The station building was no longer necessary for rail operations and was sold as part of a large package of 1,004 stations. The buyer renovated the lobby in 2010 and built a small annex for the remaining station services. These include a bicycle hire service. In the main hall there is a ticket office staffed by the Busverkehr Oder-Spree bus company and a kiosk and snack bar. Another snack bar can be reached from the outside. The investor who acquired the station as a pilot project is now seeking (August 2014) to sell it.

==Other stations in Fürstenwalde ==

There used to be more stations on various lines in the urban area of Fürstenwalde, but only the station of Fürstenwalde (Spree) Süd (south), formerly Ketschendorf (Spree), on the Fürstenwalde–Beeskow District Railway is still in operation. Waldfrieden station was on the Oderbruch Railway, near the Waldfrieden institution for recovering alcoholics on Steinhöfeler Chaussee and there was a station on the Fürstenwalde–Beeskow District Railway near the settlement of Buschgarten.

==Rail services ==

Fürstenwalde station was classified by Deutsche Bahn until 2010 as a category 3 station. Since the restructuring of the system and the increase from six to seven levels, it is now classified as category 4. Fürstenwalde (Spree) Süd is classified as category 7 (previously 6).

===Passenger services===

The most important service at Fürstenwalde (Spree) station is Regional-Express service RE 1, which runs twice an hour in the peak hour. It is operated by Deutsche Bahn. The RE 1 service connects Magdeburg, Brandenburg, Potsdam, Berlin, Fürstenwalde/Spree and Frankfurt (Oder) and is operated approximately every half-hour between Brandenburg and Frankfurt. During peak hours, trains continue to Eisenhüttenstadt and individual services continue via Guben to Cottbus, where the rollingstock are stationed.
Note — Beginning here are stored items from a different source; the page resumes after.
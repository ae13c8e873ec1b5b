//! Kalman filter: predict and update on a constant-acceleration model.
//!
//! # Design choices
//! - Linear KF over a 9-dimensional state in `f64` via `nalgebra`.
//! - Position-only measurement by default; velocity rows are appended for
//!   high-SNR measurements.
//! - Joseph-form covariance update, then symmetrization and an eigenvalue
//!   lift so the posterior stays positive semi-definite.
//!
//! ## State vector
//! x = [px, py, pz, vx, vy, vz, ax, ay, az]^T  (9-dimensional)
//!
//! ## CA transition model
//! p += v*dt + a*dt^2/2,  v += a*dt
//!
//! ## Process noise Q (continuous white-noise jerk, discretized)
//! Per-axis 3x3 block in q * [[dt^5/20, dt^4/8, dt^3/6],
//!                           [dt^4/8,  dt^3/3, dt^2/2],
//!                           [dt^3/6,  dt^2/2, dt    ]]

use crate::config::TrackingConfig;
use crate::math::project_psd;
use crate::types::{Cluster, DMat, DVec, StateCov, StateVec};

/// Result of a KF update step. Innovation quantities are exposed for
/// association scoring and quality computation.
#[derive(Clone, Debug)]
pub struct KfUpdate {
    pub state: StateVec,
    pub cov: StateCov,
    /// Innovation v = z - H*x
    pub innovation: DVec,
    /// Innovation covariance S = H*P*H^T + R
    pub innovation_cov: DMat,
}

/// Constant-acceleration Kalman filter (9-state, linear).
#[derive(Clone, Debug)]
pub struct CaKalmanFilter {
    config: TrackingConfig,
}

impl CaKalmanFilter {
    pub fn new(config: TrackingConfig) -> Self {
        Self { config }
    }

    pub fn config(&self) -> &TrackingConfig {
        &self.config
    }

    /// Build the state transition matrix F for timestep dt.
    pub fn transition_matrix(dt: f64) -> StateCov {
        let mut f = StateCov::identity();
        let half_dt2 = 0.5 * dt * dt;
        for i in 0..3usize {
            f[(i, i + 3)] = dt; // position += velocity * dt
            f[(i, i + 6)] = half_dt2; // position += accel * dt^2/2
            f[(i + 3, i + 6)] = dt; // velocity += accel * dt
        }
        f
    }

    /// Build the process noise matrix Q for timestep dt. Magnitude scales
    /// with `process_noise * dt`.
    fn process_noise(dt: f64, q: f64) -> StateCov {
        let dt2 = dt * dt;
        let dt3 = dt2 * dt;
        let dt4 = dt3 * dt;
        let dt5 = dt4 * dt;
        let mut qm = StateCov::zeros();
        for i in 0..3usize {
            qm[(i, i)] = q * dt5 / 20.0;
            qm[(i + 3, i + 3)] = q * dt3 / 3.0;
            qm[(i + 6, i + 6)] = q * dt;
            qm[(i, i + 3)] = q * dt4 / 8.0;
            qm[(i + 3, i)] = q * dt4 / 8.0;
            qm[(i, i + 6)] = q * dt3 / 6.0;
            qm[(i + 6, i)] = q * dt3 / 6.0;
            qm[(i + 3, i + 6)] = q * dt2 / 2.0;
            qm[(i + 6, i + 3)] = q * dt2 / 2.0;
        }
        qm
    }

    /// Predict state and covariance forward by `dt` seconds. The caller is
    /// responsible for clamping `dt` to `max_dt` (and flagging the track
    /// degraded when it does).
    pub fn predict(&self, state: &StateVec, cov: &StateCov, dt: f64) -> (StateVec, StateCov) {
        let f = Self::transition_matrix(dt);
        let q = Self::process_noise(dt, self.config.process_noise);
        let predicted_state = f * state;
        let predicted_cov = project_psd(&(f * cov * f.transpose() + q));
        (predicted_state, predicted_cov)
    }

    /// Kalman update against observation `z` with matrix `H` and noise `R`.
    /// Returns `None` when the innovation covariance is singular; the
    /// caller skips the update and records a degenerate-gate event.
    pub fn update(
        &self,
        state: &StateVec,
        cov: &StateCov,
        z: &DVec,
        h: &DMat,
        r: &DMat,
    ) -> Option<KfUpdate> {
        let x_dyn = DVec::from_iterator(9, state.iter().copied());
        let p_dyn = DMat::from_row_slice(9, 9, cov.transpose().as_slice());

        // Innovation: v = z - H*x
        let innovation = z - h * &x_dyn;

        // Innovation covariance: S = H*P*H^T + R
        let hp = h * &p_dyn;
        let s = &hp * h.transpose() + r;

        // Gain: K = P*H^T*S^-1 (LU; None on singular S)
        let s_inv = s.clone().lu().try_inverse()?;
        let k = &p_dyn * h.transpose() * &s_inv;

        // Posterior state: x' = x + K*v
        let dx = &k * &innovation;
        let new_state = StateVec::from_fn(|i, _| state[i] + dx[i]);

        // Joseph form: P' = (I-KH)*P*(I-KH)^T + K*R*K^T
        let i_kh = DMat::identity(9, 9) - &k * h;
        let p_post = &i_kh * &p_dyn * i_kh.transpose() + &k * r * k.transpose();
        let new_cov = project_psd(&StateCov::from_fn(|i, j| p_post[(i, j)]));

        Some(KfUpdate {
            state: new_state,
            cov: new_cov,
            innovation,
            innovation_cov: s,
        })
    }

    /// Initialize a state estimate from one cluster: position from the
    /// centroid, velocity from the cluster's velocity estimate,
    /// acceleration zero.
    pub fn init_from_cluster(&self, cluster: &Cluster) -> (StateVec, StateCov) {
        let mut state = StateVec::zeros();
        for i in 0..3 {
            state[i] = cluster.centroid[i];
            state[i + 3] = cluster.mean_velocity[i];
        }
        let u = &self.config.initial_uncertainty;
        let mut cov = StateCov::zeros();
        for i in 0..3 {
            cov[(i, i)] = u.position * u.position;
            cov[(i + 3, i + 3)] = u.velocity * u.velocity;
            cov[(i + 6, i + 6)] = u.acceleration * u.acceleration;
        }
        (state, cov)
    }

    /// 3x9 observation matrix for a position-only measurement.
    pub fn h_position() -> DMat {
        let mut h = DMat::zeros(3, 9);
        for i in 0..3 {
            h[(i, i)] = 1.0;
        }
        h
    }

    /// 6x9 observation matrix for a position + velocity measurement.
    pub fn h_position_velocity() -> DMat {
        let mut h = DMat::zeros(6, 9);
        for i in 0..6 {
            h[(i, i)] = 1.0;
        }
        h
    }

    /// Measurement noise for a position-only observation, inflated as SNR
    /// drops below `snr_ref_db`.
    pub fn r_position(&self, snr_db: f64, snr_ref_db: f64) -> DMat {
        let var = self.config.measurement_noise.powi(2) * snr_inflation(snr_db, snr_ref_db);
        DMat::from_diagonal(&DVec::from_element(3, var))
    }

    /// Measurement noise for a position + velocity observation.
    pub fn r_position_velocity(&self, snr_db: f64, snr_ref_db: f64) -> DMat {
        let infl = snr_inflation(snr_db, snr_ref_db);
        let pos_var = self.config.measurement_noise.powi(2) * infl;
        let vel_var = self.config.velocity_measurement_noise.powi(2) * infl;
        let mut diag = DVec::from_element(6, pos_var);
        for i in 3..6 {
            diag[i] = vel_var;
        }
        DMat::from_diagonal(&diag)
    }

    /// True when this measurement should include velocity rows.
    pub fn use_velocity_measurement(&self, snr_db: f64) -> bool {
        snr_db >= self.config.velocity_snr_db
    }
}

/// Noise inflation factor >= 1, growing as SNR drops below the reference.
fn snr_inflation(snr_db: f64, snr_ref_db: f64) -> f64 {
    if snr_db >= snr_ref_db {
        1.0
    } else {
        1.0 + (snr_ref_db - snr_db.max(0.0)) / snr_ref_db.max(f64::EPSILON)
    }
}

// ---------------------------------------------------------------------------
// Tests
// ---------------------------------------------------------------------------
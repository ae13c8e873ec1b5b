//! Pipeline statistics: monotonic atomic counters, snapshotted for egress
//! and the health monitor. Reads may be slightly stale by design.

use serde::{Deserialize, Serialize};
use std::sync::atomic::{AtomicU64, Ordering};

/// Process-wide counters. One instance, shared by `Arc` into every stage.
#[derive(Debug, Default)]
pub struct PipelineStats {
    pub frames_received: AtomicU64,
    pub frames_dropped: AtomicU64,
    pub frames_rejected: AtomicU64,
    pub decode_errors: AtomicU64,
    pub detections_processed: AtomicU64,
    pub detections_rejected: AtomicU64,
    pub clusters_formed: AtomicU64,
    pub degenerate_updates: AtomicU64,
    pub degraded_predictions: AtomicU64,
    pub tracks_created: AtomicU64,
    pub tracks_confirmed: AtomicU64,
    pub tracks_terminated: AtomicU64,
    pub births_dropped: AtomicU64,
    pub evictions: AtomicU64,
    pub frames_published: AtomicU64,
}

impl PipelineStats {
    pub fn new() -> Self {
        Self::default()
    }

    #[inline]
    pub fn incr(counter: &AtomicU64) {
        counter.fetch_add(1, Ordering::Relaxed);
    }

    #[inline]
    pub fn add(counter: &AtomicU64, n: u64) {
        counter.fetch_add(n, Ordering::Relaxed);
    }

    /// Point-in-time copy for publication. `active_tracks` is supplied by
    /// the caller (it is a gauge owned by the track manager, not a
    /// counter).
    pub fn snapshot(&self, active_tracks: u32) -> StatsSnapshot {
        StatsSnapshot {
            active_tracks,
            frames_received: self.frames_received.load(Ordering::Relaxed),
            frames_dropped: self.frames_dropped.load(Ordering::Relaxed),
            frames_rejected: self.frames_rejected.load(Ordering::Relaxed),
            decode_errors: self.decode_errors.load(Ordering::Relaxed),
            detections_processed: self.detections_processed.load(Ordering::Relaxed),
            detections_rejected: self.detections_rejected.load(Ordering::Relaxed),
            clusters_formed: self.clusters_formed.load(Ordering::Relaxed),
            degenerate_updates: self.degenerate_updates.load(Ordering::Relaxed),
            degraded_predictions: self.degraded_predictions.load(Ordering::Relaxed),
            tracks_created: self.tracks_created.load(Ordering::Relaxed),
            tracks_confirmed: self.tracks_confirmed.load(Ordering::Relaxed),
            tracks_terminated: self.tracks_terminated.load(Ordering::Relaxed),
            births_dropped: self.births_dropped.load(Ordering::Relaxed),
            evictions: self.evictions.load(Ordering::Relaxed),
            frames_published: self.frames_published.load(Ordering::Relaxed),
        }
    }
}

/// Serializable counter snapshot published with every track frame.
#[derive(Clone, Debug, Default, Serialize, Deserialize)]
pub struct StatsSnapshot {
    pub active_tracks: u32,
    pub frames_received: u64,
    pub frames_dropped: u64,
    pub frames_rejected: u64,
    pub decode_errors: u64,
    pub detections_processed: u64,
    pub detections_rejected: u64,
    pub clusters_formed: u64,
    pub degenerate_updates: u64,
    pub degraded_predictions: u64,
    pub tracks_created: u64,
    pub tracks_confirmed: u64,
    pub tracks_terminated: u64,
    pub births_dropped: u64,
    pub evictions: u64,
    pub frames_published: u64,
}

#[cfg(test)]
mod tests {
    use super::*;

    #[test]
    fn counters_accumulate() {
        let stats = PipelineStats::new();
        PipelineStats::incr(&stats.frames_received);
        PipelineStats::add(&stats.detections_processed, 12);
        let snap = stats.snapshot(3);
        assert_eq!(snap.frames_received, 1);
        assert_eq!(snap.detections_processed, 12);
        assert_eq!(snap.active_tracks, 3);
    }
}
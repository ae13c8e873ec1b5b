//! External interface seams: ingress (communication adapter) and egress
//! (output adapters).
//!
//! The ingress callback contract is a bounded channel: the adapter calls
//! [`IngressHandle::push`] once per sensor frame from an arbitrary thread.
//! On overflow the policy is mode-selected: TWS drops the oldest queued
//! frame, BEAM_REQUEST blocks the producer. Frames pushed after shutdown
//! begins are rejected.
//!
//! Concrete adapters are chosen once at initialization; there is no
//! per-frame dynamic dispatch inside the algorithms.

use crate::error::RadarError;
use crate::stats::PipelineStats;
use crate::types::{RawFrame, TrackFrame, TrackingMode};
use crossbeam_channel::{Receiver, Sender, TrySendError};
use std::io::Write;
use std::sync::atomic::{AtomicBool, Ordering};
use std::sync::Arc;

// ---------------------------------------------------------------------------
// Ingress
// ---------------------------------------------------------------------------

/// Raw-frame delivery boundary. The orchestrator registers this with the
/// communication adapter; the adapter invokes [`push`](Self::push) once per
/// sensor frame.
#[derive(Clone)]
pub struct IngressHandle {
    tx: Sender<RawFrame>,
    /// Second receiver on the same channel, used to discard the oldest
    /// frame under TWS overflow
    drain: Receiver<RawFrame>,
    mode: TrackingMode,
    running: Arc<AtomicBool>,
    stats: Arc<PipelineStats>,
}

impl IngressHandle {
    pub(crate) fn new(
        tx: Sender<RawFrame>,
        drain: Receiver<RawFrame>,
        mode: TrackingMode,
        running: Arc<AtomicBool>,
        stats: Arc<PipelineStats>,
    ) -> Self {
        Self {
            tx,
            drain,
            mode,
            running,
            stats,
        }
    }

    /// Deliver one raw frame. Returns `true` when the frame was enqueued.
    ///
    /// TWS: on a full queue the oldest pending frame is discarded to make
    /// room (counted as a drop). BEAM_REQUEST: blocks until the queue has
    /// capacity. After shutdown begins every push is rejected.
    pub fn push(&self, frame: RawFrame) -> bool {
        if !self.running.load(Ordering::Acquire) {
            PipelineStats::incr(&self.stats.frames_rejected);
            return false;
        }
        match self.mode {
            TrackingMode::Tws => {
                let mut frame = frame;
                loop {
                    match self.tx.try_send(frame) {
                        Ok(()) => {
                            PipelineStats::incr(&self.stats.frames_received);
                            return true;
                        }
                        Err(TrySendError::Full(f)) => {
                            // Drop the oldest frame, keep the freshest data.
                            if self.drain.try_recv().is_ok() {
                                PipelineStats::incr(&self.stats.frames_dropped);
                            }
                            frame = f;
                        }
                        Err(TrySendError::Disconnected(_)) => return false,
                    }
                }
            }
            TrackingMode::BeamRequest => {
                if self.tx.send(frame).is_ok() {
                    PipelineStats::incr(&self.stats.frames_received);
                    true
                } else {
                    false
                }
            }
        }
    }

    /// Queue depth, for health monitoring.
    pub fn queued(&self) -> usize {
        self.tx.len()
    }
}

/// Boundary to the raw-packet transport collaborator. The transport owns
/// its connection; the core only needs start/stop and a connected flag.
pub trait CommunicationAdapter: Send {
    fn start(&mut self, ingress: IngressHandle) -> Result<(), RadarError>;
    fn stop(&mut self);
    fn is_connected(&self) -> bool;
}

// ---------------------------------------------------------------------------
// Egress
// ---------------------------------------------------------------------------

/// Output publication boundary. The orchestrator publishes one
/// [`TrackFrame`] per pipeline tick to every registered adapter.
pub trait OutputAdapter: Send {
    fn publish(&mut self, frame: &TrackFrame) -> Result<(), RadarError>;
}

/// Serializes each track frame as one JSON line.
pub struct JsonLinesOutput<W: Write + Send> {
    writer: W,
}

impl<W: Write + Send> JsonLinesOutput<W> {
    pub fn new(writer: W) -> Self {
        Self { writer }
    }
}

impl<W: Write + Send> OutputAdapter for JsonLinesOutput<W> {
    fn publish(&mut self, frame: &TrackFrame) -> Result<(), RadarError> {
        serde_json::to_writer(&mut self.writer, frame)
            .map_err(|e| RadarError::Io(std::io::Error::other(e)))?;
        self.writer.write_all(b"\n")?;
        Ok(())
    }
}

/// Forwards track frames into a channel; the main consumer for embedding
/// the engine in-process (and for tests).
pub struct ChannelOutput {
    tx: Sender<TrackFrame>,
}

impl ChannelOutput {
    pub fn new(tx: Sender<TrackFrame>) -> Self {
        Self { tx }
    }
}

impl OutputAdapter for ChannelOutput {
    fn publish(&mut self, frame: &TrackFrame) -> Result<(), RadarError> {
        // A gone consumer is not fatal to the pipeline.
        let _ = self.tx.send(frame.clone());
        Ok(())
    }
}

/// Discards everything. Benchmarks and load tests.
pub struct NullOutput;

impl OutputAdapter for NullOutput {
    fn publish(&mut self, _frame: &TrackFrame) -> Result<(), RadarError> {
        Ok(())
    }
}

// ---------------------------------------------------------------------------
// Tests
// ---------------------------------------------------------------------------

#[cfg(test)]
mod tests {
    use super::*;
    use crossbeam_channel::bounded;

    fn handle(capacity: usize, mode: TrackingMode) -> (IngressHandle, Receiver<RawFrame>, Arc<PipelineStats>) {
        let (tx, rx) = bounded(capacity);
        let stats = Arc::new(PipelineStats::new());
        let running = Arc::new(AtomicBool::new(true));
        (
            IngressHandle::new(tx, rx.clone(), mode, running, stats.clone()),
            rx,
            stats,
        )
    }

    fn raw(n: i64) -> RawFrame {
        RawFrame {
            arrival_ns: n,
            bytes: vec![0u8; 4],
        }
    }

    #[test]
    fn tws_overflow_drops_oldest() {
        let (h, rx, stats) = handle(2, TrackingMode::Tws);
        assert!(h.push(raw(1)));
        assert!(h.push(raw(2)));
        assert!(h.push(raw(3))); // frame 1 evicted
        let snap = stats.snapshot(0);
        assert_eq!(snap.frames_received, 3);
        assert_eq!(snap.frames_dropped, 1);
        let remaining: Vec<i64> = rx.try_iter().map(|f| f.arrival_ns).collect();
        assert_eq!(remaining, vec![2, 3]);
    }

    #[test]
    fn rejects_after_shutdown() {
        let (h, _rx, stats) = handle(2, TrackingMode::Tws);
        h.running.store(false, Ordering::Release);
        assert!(!h.push(raw(1)));
        assert_eq!(stats.snapshot(0).frames_rejected, 1);
    }

    #[test]
    fn beam_request_blocks_until_capacity() {
        let (h, rx, _stats) = handle(1, TrackingMode::BeamRequest);
        assert!(h.push(raw(1)));
        let h2 = h.clone();
        let sender = std::thread::spawn(move || h2.push(raw(2)));
        // Give the producer a moment to block on the full queue, then free
        // a slot.
        std::thread::sleep(std::time::Duration::from_millis(50));
        assert!(!sender.is_finished(), "producer should block when full");
        assert_eq!(rx.recv().unwrap().arrival_ns, 1);
        assert!(sender.join().unwrap());
        assert_eq!(rx.recv().unwrap().arrival_ns, 2);
    }

    #[test]
    fn json_lines_output_is_valid_json() {
        let mut buf = Vec::new();
        {
            let mut out = JsonLinesOutput::new(&mut buf);
            let frame = TrackFrame {
                seq: 3,
                arrival_ns: 9,
                tracks: vec![],
                detections: None,
                clusters: None,
                beam_requests: vec![],
                stats: Default::default(),
            };
            out.publish(&frame).unwrap();
        }
        let line = String::from_utf8(buf).unwrap();
        let value: serde_json::Value = serde_json::from_str(line.trim()).unwrap();
        assert_eq!(value["seq"], 3);
    }
}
It is also served hourly by Regionalbahn line RB 35 operated by Niederbarnimer Eisenbahn from platform 3 to Bad Saarow Klinikum.

The station is served by the following service(s):

| Line | Route | Frequency (min) |
|---|---|---|
| RE 1 | (Magdeburg – Genthin –) Brandenburg – Potsdam – Berlin Stadtbahn – Erkner – Fürstenwalde (Spree) – Briesen – Frankfurt (Oder) (– Eisenhüttenstadt) (– Guben – Cottbus) | 60: Magdeburg–Eisenhüttenstadt 30: Brandenburg–Frankfurt |
| RB 35 | Fürstenwalde (Spree) – Fürstenwalde (Spree) Süd – Bad Saarow – Bad Saarow Klinikum | 60 |

The regular interval times of the trains are matched by the local and regional bus services.

===Freight ===

Fürstenwalde (Spree) station has very extensive freight facilities. In addition to shunting sidings, there are also five loading tracks just north of the passenger station. These were renewed in 2010 and are used for road-rail loading operations.